Demerits dished out for underage drinking

A new sanctioning guideline for conduct violations has the power to prohibit students from participating in some campus activities.

Students who are cited for alcohol-related violations could potentially be prohibited from leadership positions on campus as well as from formal recruitment for sororities and fraternities.

“We didn’t think that the old policy was tough enough,” said Irene Stevens, dean of student life.

The policy was created by the conduct violations task force consisting of Butler University students, faculty and staff.

“If you commit a conduct violation, student affairs prefers that you not be a role model on campus,” Stevens said. “While rushing a sorority or fraternity is not a role-model position, it is a privilege.”

However, the new guidelines are not as extreme as rumors may suggest.

Stevens said that student affairs will look at every case individually. Prior offenses, the offense itself and other pertinent aspects will all be taken into consideration.

Stevens said that, in most cases, students will not be placed on probation for their first offenses.

“Educational sanctions will be the first course of action,” Stevens said. “This could mean taking a class or an all-day workshop.”

If the student needs to be arrested or is sent to the hospital, however, then student affairs may place the student on probation, Stevens said.

According to student affairs, the students on the conduct task force were the ones leading the charge to add formal recruitment to the list of possible sanctions.

“The students thought that adding formal recruitment to the list would give it more teeth,” Stevens said.

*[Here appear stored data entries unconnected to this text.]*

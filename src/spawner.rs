// Tile spawner: drops a new 2 or 4 into a random empty cell
//
// All randomness in the crate flows through the RNG handed to these
// functions, so a seeded `StdRng` makes whole games reproducible.

use rand::rngs::StdRng;
use rand::{Rng, SeedableRng};

use crate::types::Board;

/// Standard chance of spawning a 4 instead of a 2
pub const DEFAULT_FOUR_PROBABILITY: f64 = 0.1;

/// Number of tiles on a freshly started board
pub const INITIAL_TILES: usize = 2;

/// Creates the deterministic RNG used for a given game seed
pub fn seeded_rng(seed: u64) -> StdRng {
    StdRng::seed_from_u64(seed)
}

/// Places one tile using the standard 90% / 10% split
///
/// A full board is returned unchanged.
pub fn spawn_tile<R: Rng + ?Sized>(board: &Board, rng: &mut R) -> Board {
    spawn_tile_with(board, rng, DEFAULT_FOUR_PROBABILITY)
}

/// Places one tile: uniform over empty cells, 4 with `four_probability`, else 2
pub fn spawn_tile_with<R: Rng + ?Sized>(board: &Board, rng: &mut R, four_probability: f64) -> Board {
    let empty = board.empty_cells();
    if empty.is_empty() {
        return *board;
    }

    let coord = empty[rng.random_range(0..empty.len())];
    let value = if rng.random_bool(four_probability.clamp(0.0, 1.0)) {
        4
    } else {
        2
    };
    board.with_tile(coord, value)
}

/// Empty grid plus the two opening tiles
pub fn new_game<R: Rng + ?Sized>(rng: &mut R) -> Board {
    new_game_with(rng, DEFAULT_FOUR_PROBABILITY, INITIAL_TILES)
}

pub fn new_game_with<R: Rng + ?Sized>(rng: &mut R, four_probability: f64, tiles: usize) -> Board {
    (0..tiles).fold(Board::EMPTY, |board, _| {
        spawn_tile_with(&board, rng, four_probability)
    })
}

Junior Jordan Ludwig, women’s recruitment counselor and sorority member, agreed with the policy.

“Honestly, I think it’s a good thing,” she said. “But I do think this will affect guys more than girls.”

Freshman thought that they were not properly informed on the change in conduct violations.

“I think it’s stupid,” freshman Kelli Linsenmayer said. “I don’t like that they just started it and didn’t really warn us about it.

“We only heard about it in Red Cup Culture. I don’t think the policy will keep people from partying.”

Freshman Lindsay Byers said she understands the motive but doesn’t feel she was briefed well on the new guidelines.

“It makes sense for what they’re trying to do, but it’s not fair that they weren’t upfront about it,” Byers said. “It’s still pretty unclear to me.”

Students will receive a second chance to participate in rush the following year if they have no new violations, Stevens said.

Ben Hunter, chief of staff and executive director of public safety, explained the reasoning behind this policy from a public safety standpoint.

“We still see high blood alcohol levels on this campus, which is concerning,” Hunter said. “I think it’s good that we’re finding new ways to send a message.

“When it comes down to it, the law is the law,” Hunter said. “You must be 21 to drink. There are consequences to breaking this law, whether it’s a fine, jail time or being placed on probation from participating in campus groups.”

Stevens said that the motive behind the new policy is the safety and well-being of students.

“We just want to encourage students to find other things to do than drink,” Stevens said. “You don’t have to drink to have fun at Butler. Use good judgment in how you choose to have fun.”